TASK GOAL:
Starting with the first line and ending with the one that holds "holding the durable session state.", retype the entries exactly.

DATASET:

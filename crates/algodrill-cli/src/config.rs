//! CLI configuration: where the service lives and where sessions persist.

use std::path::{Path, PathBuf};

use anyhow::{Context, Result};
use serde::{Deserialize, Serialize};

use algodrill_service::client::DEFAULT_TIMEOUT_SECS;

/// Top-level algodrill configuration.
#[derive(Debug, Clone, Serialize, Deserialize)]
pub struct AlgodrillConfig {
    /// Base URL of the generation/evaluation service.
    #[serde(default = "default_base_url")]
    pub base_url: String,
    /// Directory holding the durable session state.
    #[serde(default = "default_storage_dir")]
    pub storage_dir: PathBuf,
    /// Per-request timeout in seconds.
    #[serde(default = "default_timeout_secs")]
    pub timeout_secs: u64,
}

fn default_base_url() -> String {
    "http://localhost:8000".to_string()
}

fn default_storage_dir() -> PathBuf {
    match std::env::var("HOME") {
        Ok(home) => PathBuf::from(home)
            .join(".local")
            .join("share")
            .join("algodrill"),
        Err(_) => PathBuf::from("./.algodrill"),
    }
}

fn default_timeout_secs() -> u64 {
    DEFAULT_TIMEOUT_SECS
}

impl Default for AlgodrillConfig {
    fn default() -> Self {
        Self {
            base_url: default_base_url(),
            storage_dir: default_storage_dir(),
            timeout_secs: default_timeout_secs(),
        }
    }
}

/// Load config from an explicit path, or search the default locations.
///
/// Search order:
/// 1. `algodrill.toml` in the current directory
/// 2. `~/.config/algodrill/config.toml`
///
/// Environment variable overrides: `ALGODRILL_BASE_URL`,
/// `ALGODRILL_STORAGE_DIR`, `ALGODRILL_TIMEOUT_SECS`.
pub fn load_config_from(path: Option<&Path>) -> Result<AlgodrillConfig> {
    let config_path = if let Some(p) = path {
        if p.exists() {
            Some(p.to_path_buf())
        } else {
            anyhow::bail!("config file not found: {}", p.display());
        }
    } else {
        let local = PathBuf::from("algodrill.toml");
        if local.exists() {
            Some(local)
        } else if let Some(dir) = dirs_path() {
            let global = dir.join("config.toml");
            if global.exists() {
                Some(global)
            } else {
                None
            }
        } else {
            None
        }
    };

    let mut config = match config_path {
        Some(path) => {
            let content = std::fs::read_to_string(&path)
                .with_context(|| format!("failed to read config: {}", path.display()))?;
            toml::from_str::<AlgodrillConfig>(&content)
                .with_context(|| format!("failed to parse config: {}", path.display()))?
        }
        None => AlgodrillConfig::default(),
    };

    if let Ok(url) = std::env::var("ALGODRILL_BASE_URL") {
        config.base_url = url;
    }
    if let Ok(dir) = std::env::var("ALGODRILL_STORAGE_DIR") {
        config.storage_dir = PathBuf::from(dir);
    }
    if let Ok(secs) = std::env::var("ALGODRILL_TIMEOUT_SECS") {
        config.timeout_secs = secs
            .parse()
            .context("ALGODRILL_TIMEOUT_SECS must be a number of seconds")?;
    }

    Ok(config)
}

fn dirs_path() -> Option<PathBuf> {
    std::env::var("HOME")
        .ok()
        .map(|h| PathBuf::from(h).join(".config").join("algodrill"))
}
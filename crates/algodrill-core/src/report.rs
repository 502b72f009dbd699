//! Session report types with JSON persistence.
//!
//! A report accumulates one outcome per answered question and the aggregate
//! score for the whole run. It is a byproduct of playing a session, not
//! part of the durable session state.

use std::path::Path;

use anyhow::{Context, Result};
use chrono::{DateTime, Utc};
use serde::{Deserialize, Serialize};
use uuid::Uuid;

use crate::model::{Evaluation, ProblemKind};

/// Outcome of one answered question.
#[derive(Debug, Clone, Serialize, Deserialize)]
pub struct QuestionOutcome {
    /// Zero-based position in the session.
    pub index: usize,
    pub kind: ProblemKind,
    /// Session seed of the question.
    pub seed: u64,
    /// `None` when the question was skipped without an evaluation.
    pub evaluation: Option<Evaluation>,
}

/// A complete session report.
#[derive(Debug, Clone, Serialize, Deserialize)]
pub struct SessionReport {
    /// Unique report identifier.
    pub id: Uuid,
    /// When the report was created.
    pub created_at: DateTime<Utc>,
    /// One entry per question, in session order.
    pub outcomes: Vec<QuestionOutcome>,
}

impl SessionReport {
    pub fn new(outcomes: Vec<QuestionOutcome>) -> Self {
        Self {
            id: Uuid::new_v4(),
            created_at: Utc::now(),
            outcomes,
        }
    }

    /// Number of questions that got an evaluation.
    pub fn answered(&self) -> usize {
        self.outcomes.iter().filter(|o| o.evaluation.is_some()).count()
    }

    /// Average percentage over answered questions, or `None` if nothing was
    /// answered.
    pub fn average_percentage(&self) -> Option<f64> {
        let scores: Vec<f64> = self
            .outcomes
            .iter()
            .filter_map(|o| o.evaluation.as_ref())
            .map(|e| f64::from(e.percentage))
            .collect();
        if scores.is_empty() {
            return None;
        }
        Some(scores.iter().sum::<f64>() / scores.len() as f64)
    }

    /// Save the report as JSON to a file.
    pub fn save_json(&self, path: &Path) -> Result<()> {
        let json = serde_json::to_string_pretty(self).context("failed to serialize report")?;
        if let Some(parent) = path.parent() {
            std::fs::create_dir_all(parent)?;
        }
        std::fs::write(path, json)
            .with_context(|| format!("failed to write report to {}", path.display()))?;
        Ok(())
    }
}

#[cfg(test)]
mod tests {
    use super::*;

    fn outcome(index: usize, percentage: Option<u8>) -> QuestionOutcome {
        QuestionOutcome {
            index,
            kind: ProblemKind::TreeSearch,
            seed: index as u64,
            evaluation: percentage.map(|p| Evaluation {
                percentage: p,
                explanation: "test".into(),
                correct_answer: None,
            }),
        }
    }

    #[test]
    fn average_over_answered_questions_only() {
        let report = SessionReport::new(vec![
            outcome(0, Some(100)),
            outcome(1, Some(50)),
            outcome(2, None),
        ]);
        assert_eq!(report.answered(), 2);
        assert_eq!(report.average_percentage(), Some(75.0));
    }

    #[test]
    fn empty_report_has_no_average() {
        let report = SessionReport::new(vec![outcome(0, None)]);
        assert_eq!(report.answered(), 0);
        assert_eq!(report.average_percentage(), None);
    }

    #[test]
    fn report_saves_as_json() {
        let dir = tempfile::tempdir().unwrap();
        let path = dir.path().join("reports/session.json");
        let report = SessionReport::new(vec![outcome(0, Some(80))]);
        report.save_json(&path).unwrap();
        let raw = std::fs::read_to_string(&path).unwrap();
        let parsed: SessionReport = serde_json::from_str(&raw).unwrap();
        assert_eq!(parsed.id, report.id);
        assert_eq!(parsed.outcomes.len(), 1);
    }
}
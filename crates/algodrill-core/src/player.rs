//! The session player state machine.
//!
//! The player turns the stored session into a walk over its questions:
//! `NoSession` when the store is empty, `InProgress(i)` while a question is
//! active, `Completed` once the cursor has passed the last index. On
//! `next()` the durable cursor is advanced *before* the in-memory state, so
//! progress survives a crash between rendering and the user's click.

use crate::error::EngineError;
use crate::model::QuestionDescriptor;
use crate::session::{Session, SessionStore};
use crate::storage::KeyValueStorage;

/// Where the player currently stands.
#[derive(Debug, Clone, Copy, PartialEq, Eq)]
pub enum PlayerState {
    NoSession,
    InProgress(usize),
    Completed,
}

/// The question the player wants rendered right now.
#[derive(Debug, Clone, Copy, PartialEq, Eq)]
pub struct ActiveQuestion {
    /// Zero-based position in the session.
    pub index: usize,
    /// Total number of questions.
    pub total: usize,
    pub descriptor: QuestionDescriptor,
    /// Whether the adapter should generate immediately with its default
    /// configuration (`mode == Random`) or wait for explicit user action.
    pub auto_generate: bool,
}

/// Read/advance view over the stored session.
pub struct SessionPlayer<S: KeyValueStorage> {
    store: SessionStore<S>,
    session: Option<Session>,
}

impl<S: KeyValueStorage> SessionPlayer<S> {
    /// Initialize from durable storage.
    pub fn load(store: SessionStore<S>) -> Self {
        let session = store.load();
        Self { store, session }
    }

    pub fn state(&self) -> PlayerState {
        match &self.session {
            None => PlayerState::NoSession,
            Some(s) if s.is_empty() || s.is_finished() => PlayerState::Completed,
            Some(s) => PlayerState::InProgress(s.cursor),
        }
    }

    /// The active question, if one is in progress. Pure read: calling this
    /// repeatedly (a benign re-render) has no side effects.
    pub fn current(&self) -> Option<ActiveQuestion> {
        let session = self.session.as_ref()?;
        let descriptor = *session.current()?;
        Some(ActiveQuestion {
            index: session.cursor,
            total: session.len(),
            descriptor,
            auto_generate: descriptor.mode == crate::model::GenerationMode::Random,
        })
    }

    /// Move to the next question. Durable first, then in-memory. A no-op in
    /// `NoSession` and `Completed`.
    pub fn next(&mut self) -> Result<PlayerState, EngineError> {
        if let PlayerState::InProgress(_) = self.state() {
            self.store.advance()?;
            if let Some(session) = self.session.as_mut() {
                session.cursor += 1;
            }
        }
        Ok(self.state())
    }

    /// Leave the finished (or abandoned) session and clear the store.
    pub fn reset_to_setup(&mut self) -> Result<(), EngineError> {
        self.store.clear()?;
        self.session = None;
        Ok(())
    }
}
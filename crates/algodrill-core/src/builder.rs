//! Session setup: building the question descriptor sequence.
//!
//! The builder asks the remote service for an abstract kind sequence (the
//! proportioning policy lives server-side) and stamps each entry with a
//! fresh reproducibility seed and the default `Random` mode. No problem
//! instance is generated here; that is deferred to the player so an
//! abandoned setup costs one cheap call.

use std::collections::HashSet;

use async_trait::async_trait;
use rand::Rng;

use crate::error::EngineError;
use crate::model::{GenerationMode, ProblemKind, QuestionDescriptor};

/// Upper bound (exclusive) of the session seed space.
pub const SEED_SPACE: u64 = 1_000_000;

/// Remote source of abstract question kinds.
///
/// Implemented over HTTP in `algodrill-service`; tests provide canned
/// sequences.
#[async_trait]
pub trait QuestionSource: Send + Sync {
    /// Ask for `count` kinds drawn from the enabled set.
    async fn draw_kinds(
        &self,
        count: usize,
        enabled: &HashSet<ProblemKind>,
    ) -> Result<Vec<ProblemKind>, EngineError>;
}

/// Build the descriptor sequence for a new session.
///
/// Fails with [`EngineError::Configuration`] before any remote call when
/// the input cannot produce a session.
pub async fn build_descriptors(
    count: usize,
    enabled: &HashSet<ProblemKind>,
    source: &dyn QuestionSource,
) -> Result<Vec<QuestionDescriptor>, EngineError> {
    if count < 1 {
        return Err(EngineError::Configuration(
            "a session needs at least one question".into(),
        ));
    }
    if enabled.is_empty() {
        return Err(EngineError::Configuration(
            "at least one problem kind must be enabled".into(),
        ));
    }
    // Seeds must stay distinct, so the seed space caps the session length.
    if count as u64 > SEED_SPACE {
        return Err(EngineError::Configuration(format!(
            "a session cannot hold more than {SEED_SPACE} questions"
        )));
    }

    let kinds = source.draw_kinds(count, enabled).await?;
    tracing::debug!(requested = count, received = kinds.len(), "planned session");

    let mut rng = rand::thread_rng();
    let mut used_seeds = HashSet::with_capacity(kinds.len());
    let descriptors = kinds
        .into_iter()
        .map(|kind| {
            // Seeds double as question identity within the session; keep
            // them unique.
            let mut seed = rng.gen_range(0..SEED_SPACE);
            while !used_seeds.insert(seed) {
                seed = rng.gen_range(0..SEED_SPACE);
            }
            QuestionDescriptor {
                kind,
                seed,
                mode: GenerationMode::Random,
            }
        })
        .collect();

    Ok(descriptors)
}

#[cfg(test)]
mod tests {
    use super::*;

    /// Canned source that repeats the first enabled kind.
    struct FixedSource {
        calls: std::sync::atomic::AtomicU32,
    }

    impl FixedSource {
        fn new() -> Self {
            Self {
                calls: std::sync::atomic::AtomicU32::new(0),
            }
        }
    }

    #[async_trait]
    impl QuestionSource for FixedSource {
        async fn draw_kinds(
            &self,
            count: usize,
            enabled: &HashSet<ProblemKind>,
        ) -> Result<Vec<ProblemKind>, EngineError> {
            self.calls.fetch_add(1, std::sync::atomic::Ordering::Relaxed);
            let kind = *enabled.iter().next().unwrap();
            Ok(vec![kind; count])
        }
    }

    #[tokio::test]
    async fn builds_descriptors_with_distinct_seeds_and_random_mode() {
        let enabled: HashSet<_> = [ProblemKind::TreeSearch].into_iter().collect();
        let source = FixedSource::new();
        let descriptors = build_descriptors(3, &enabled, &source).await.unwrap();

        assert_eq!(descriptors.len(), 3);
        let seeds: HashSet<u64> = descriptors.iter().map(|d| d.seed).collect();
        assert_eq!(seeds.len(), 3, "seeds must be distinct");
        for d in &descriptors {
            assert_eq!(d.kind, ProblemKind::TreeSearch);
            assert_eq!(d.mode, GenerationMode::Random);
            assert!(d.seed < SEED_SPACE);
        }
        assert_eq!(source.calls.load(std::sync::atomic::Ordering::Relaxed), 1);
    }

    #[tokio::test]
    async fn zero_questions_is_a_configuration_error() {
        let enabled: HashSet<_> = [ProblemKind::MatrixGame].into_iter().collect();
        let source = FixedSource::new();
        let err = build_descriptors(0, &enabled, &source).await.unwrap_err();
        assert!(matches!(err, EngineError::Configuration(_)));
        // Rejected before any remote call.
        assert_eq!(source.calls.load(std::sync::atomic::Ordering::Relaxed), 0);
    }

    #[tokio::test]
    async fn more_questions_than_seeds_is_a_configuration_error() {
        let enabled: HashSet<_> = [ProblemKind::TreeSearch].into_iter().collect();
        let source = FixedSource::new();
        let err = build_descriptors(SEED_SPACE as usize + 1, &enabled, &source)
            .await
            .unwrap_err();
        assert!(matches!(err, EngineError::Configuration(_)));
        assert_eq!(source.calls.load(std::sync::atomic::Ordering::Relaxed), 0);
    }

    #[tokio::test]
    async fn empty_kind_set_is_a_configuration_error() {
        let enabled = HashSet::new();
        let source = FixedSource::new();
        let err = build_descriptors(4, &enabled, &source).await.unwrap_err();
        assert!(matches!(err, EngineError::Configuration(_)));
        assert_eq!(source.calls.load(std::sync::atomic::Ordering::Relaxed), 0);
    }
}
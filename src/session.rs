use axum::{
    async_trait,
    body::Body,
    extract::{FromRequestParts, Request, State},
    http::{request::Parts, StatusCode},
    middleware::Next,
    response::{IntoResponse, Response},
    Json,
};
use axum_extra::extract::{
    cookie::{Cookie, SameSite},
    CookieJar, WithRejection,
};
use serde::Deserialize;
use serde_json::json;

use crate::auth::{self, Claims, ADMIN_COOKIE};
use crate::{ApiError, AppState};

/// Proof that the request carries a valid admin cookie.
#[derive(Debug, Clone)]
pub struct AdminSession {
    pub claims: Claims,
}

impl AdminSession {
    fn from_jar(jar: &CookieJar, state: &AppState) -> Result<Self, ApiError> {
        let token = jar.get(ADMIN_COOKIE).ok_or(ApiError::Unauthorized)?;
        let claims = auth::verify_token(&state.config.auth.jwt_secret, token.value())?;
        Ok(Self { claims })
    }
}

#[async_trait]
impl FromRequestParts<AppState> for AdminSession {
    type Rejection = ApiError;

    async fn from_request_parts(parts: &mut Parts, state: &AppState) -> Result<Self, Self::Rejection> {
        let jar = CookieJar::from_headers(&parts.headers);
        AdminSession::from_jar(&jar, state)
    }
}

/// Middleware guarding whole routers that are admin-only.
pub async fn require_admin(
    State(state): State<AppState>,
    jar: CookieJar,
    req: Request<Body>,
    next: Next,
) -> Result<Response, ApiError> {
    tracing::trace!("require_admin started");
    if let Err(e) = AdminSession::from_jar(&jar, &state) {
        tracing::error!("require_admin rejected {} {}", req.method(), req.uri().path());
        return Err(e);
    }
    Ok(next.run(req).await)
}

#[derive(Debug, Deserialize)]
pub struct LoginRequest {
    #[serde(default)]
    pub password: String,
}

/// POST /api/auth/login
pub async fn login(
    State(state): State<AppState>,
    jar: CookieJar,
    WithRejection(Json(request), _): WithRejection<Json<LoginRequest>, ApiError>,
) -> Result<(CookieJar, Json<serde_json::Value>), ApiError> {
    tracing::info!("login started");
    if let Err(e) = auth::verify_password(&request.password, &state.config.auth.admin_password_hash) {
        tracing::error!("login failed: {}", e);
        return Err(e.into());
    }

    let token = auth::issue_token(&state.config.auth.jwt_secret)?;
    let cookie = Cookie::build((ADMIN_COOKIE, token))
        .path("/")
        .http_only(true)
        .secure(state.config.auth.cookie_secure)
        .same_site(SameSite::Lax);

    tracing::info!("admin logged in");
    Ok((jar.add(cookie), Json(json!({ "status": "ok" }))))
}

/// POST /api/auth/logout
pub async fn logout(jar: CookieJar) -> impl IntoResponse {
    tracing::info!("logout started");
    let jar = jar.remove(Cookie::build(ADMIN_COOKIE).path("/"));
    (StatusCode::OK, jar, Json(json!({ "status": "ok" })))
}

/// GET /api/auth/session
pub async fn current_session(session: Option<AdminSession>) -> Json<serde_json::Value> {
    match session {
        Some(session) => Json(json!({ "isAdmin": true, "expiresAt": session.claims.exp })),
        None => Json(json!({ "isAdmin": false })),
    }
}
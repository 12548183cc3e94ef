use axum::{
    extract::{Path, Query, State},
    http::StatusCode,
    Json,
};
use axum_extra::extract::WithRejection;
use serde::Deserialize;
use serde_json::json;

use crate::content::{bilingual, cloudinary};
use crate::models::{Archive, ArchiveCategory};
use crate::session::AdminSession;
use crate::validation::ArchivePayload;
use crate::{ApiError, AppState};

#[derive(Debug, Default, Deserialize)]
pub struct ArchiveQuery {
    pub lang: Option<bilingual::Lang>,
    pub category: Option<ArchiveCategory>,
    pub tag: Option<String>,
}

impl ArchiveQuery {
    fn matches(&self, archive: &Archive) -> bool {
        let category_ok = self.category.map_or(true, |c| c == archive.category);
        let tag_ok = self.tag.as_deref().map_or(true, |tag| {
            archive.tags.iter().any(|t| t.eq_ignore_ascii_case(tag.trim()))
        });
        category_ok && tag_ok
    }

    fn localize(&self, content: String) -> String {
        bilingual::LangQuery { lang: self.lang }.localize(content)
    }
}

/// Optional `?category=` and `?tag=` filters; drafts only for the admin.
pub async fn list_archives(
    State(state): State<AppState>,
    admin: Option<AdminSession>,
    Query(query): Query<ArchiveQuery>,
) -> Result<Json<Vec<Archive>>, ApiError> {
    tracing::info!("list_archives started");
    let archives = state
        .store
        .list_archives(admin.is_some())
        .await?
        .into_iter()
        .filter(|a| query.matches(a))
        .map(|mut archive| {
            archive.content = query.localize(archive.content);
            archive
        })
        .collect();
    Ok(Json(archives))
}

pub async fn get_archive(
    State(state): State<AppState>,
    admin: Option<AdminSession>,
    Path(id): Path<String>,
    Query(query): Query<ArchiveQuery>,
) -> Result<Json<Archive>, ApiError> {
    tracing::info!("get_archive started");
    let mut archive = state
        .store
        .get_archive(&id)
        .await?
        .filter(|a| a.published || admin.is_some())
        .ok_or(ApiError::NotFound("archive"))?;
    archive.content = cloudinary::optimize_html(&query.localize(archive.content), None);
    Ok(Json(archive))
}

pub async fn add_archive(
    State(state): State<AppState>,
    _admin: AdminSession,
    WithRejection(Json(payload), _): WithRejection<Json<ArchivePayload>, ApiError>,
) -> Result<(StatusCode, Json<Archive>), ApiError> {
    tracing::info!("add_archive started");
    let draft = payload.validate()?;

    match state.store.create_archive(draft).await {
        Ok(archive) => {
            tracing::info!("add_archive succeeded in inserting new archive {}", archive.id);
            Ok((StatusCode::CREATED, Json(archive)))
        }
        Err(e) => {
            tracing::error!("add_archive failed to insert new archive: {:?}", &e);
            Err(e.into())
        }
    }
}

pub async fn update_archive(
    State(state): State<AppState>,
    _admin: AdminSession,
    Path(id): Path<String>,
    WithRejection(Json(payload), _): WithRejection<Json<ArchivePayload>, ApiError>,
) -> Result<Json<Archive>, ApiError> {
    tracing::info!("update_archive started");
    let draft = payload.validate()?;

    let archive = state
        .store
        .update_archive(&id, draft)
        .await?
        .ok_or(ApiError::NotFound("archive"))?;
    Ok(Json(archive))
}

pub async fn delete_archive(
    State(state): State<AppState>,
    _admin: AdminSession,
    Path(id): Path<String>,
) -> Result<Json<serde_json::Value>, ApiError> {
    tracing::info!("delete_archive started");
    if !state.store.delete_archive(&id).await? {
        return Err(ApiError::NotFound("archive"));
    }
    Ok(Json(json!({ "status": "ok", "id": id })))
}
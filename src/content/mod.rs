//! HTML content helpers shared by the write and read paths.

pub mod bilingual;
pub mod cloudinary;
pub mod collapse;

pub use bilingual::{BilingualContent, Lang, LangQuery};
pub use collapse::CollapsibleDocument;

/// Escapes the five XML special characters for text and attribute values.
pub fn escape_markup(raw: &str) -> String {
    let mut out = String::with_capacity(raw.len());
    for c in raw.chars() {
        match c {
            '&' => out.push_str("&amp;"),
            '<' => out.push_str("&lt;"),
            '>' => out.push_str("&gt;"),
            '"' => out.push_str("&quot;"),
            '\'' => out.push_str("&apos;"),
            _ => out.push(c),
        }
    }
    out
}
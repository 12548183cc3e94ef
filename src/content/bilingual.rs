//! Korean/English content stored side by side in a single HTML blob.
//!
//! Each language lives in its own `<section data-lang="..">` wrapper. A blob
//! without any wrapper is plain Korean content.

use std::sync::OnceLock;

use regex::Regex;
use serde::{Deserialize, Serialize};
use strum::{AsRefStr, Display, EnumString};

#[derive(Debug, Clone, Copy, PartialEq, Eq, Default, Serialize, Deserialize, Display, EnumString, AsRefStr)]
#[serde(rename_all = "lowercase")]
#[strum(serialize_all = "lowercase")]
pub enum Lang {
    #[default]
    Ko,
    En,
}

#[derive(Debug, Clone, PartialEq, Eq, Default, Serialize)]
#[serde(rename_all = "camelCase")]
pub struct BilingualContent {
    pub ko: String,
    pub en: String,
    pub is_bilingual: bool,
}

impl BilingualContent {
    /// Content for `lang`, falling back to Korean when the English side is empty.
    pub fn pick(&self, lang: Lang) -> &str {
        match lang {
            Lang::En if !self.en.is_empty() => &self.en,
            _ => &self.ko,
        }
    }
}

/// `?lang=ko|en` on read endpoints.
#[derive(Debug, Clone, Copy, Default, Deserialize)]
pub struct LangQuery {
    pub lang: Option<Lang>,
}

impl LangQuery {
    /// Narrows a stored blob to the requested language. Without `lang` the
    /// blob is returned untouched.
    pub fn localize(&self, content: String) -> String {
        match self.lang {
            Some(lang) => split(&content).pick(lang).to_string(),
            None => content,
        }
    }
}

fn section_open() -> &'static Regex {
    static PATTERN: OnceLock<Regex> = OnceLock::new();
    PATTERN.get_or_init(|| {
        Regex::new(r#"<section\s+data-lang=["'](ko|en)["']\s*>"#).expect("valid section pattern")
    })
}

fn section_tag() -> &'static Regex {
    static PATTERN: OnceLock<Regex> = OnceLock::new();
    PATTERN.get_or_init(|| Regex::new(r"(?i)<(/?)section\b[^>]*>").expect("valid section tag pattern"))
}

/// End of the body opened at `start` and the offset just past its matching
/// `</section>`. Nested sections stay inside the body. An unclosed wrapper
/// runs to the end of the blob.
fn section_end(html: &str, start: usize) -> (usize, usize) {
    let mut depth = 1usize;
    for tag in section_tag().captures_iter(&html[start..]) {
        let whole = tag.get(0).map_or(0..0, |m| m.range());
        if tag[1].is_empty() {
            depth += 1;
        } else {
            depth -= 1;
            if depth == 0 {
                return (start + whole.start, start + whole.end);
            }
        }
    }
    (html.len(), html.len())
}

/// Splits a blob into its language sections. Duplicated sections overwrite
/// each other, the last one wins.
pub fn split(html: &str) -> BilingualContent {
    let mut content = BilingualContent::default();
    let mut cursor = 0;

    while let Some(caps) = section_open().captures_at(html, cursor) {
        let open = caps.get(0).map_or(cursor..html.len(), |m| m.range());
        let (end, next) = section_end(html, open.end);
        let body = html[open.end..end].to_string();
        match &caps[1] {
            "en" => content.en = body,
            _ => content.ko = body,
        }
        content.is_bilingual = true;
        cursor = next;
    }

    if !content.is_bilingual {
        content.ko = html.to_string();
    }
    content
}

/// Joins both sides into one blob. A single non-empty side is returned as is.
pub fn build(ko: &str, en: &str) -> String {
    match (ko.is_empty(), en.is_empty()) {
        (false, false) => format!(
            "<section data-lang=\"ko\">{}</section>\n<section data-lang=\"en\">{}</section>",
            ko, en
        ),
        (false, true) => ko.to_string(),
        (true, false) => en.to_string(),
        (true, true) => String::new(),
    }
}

SOLUTION TO THIS EXERCISE:
filename crates/algodrill-cli/src/config.rs
//! CLI configuration: where the service lives and where sessions persist.

use std::path::{Path, PathBuf};

use anyhow::{Context, Result};
use serde::{Deserialize, Serialize};

use algodrill_service::client::DEFAULT_TIMEOUT_SECS;

/// Top-level algodrill configuration.
#[derive(Debug, Clone, Serialize, Deserialize)]
pub struct AlgodrillConfig {
    /// Base URL of the generation/evaluation service.
    #[serde(default = "default_base_url")]
    pub base_url: String,
    /// Directory holding the durable session state.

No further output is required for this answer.